(Records from a dataset)
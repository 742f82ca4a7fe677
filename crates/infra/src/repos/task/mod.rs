mod inmemory;
mod postgres;

use dayline_domain::{Day, ReminderClass, TaskBlock, ID};
pub use inmemory::InMemoryTaskRepo;
pub use postgres::PostgresTaskRepo;

#[async_trait::async_trait]
pub trait ITaskRepo: Send + Sync {
    /// Replace every task of the given schedule with the given tasks, in one
    /// transaction. This is how saving a schedule resets the sent flags.
    async fn replace_for_schedule(
        &self,
        schedule_id: &ID,
        tasks: &[TaskBlock],
    ) -> anyhow::Result<()>;
    /// Tasks of one schedule ordered by start time
    async fn find_by_schedule(&self, schedule_id: &ID) -> Vec<TaskBlock>;
    async fn find_by_external_id(&self, user_id: &ID, external_id: &str) -> Option<TaskBlock>;
    /// Not yet completed tasks of the user on the given date, ordered by
    /// start time. Fallible so the notification pass can tell an empty day
    /// apart from storage being down.
    async fn find_active_by_user_and_date(
        &self,
        user_id: &ID,
        date: &Day,
    ) -> anyhow::Result<Vec<TaskBlock>>;
    async fn mark_completed(&self, task_id: &ID, completed_at: i64) -> anyhow::Result<()>;
    async fn mark_reminder_sent(&self, task_id: &ID, class: ReminderClass)
        -> anyhow::Result<()>;
}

- **DIRECTIONS FOR THIS TASK**: I need exact copies of the lines from the one holding "the sent flags." through the end of the records above, and nothing beyond them.

- **SOLUTION FOR THIS EXERCISE**:
    /// transaction. This is how saving a schedule resets the sent flags.
    async fn replace_for_schedule(
        &self,
        schedule_id: &ID,
        tasks: &[TaskBlock],
    ) -> anyhow::Result<()>;
    /// Tasks of one schedule ordered by start time
    async fn find_by_schedule(&self, schedule_id: &ID) -> Vec<TaskBlock>;
    async fn find_by_external_id(&self, user_id: &ID, external_id: &str) -> Option<TaskBlock>;
    /// Not yet completed tasks of the user on the given date, ordered by
    /// start time. Fallible so the notification pass can tell an empty day
    /// apart from storage being down.
    async fn find_active_by_user_and_date(
        &self,
        user_id: &ID,
        date: &Day,
    ) -> anyhow::Result<Vec<TaskBlock>>;
    async fn mark_completed(&self, task_id: &ID, completed_at: i64) -> anyhow::Result<()>;
    async fn mark_reminder_sent(&self, task_id: &ID, class: ReminderClass)
        -> anyhow::Result<()>;
}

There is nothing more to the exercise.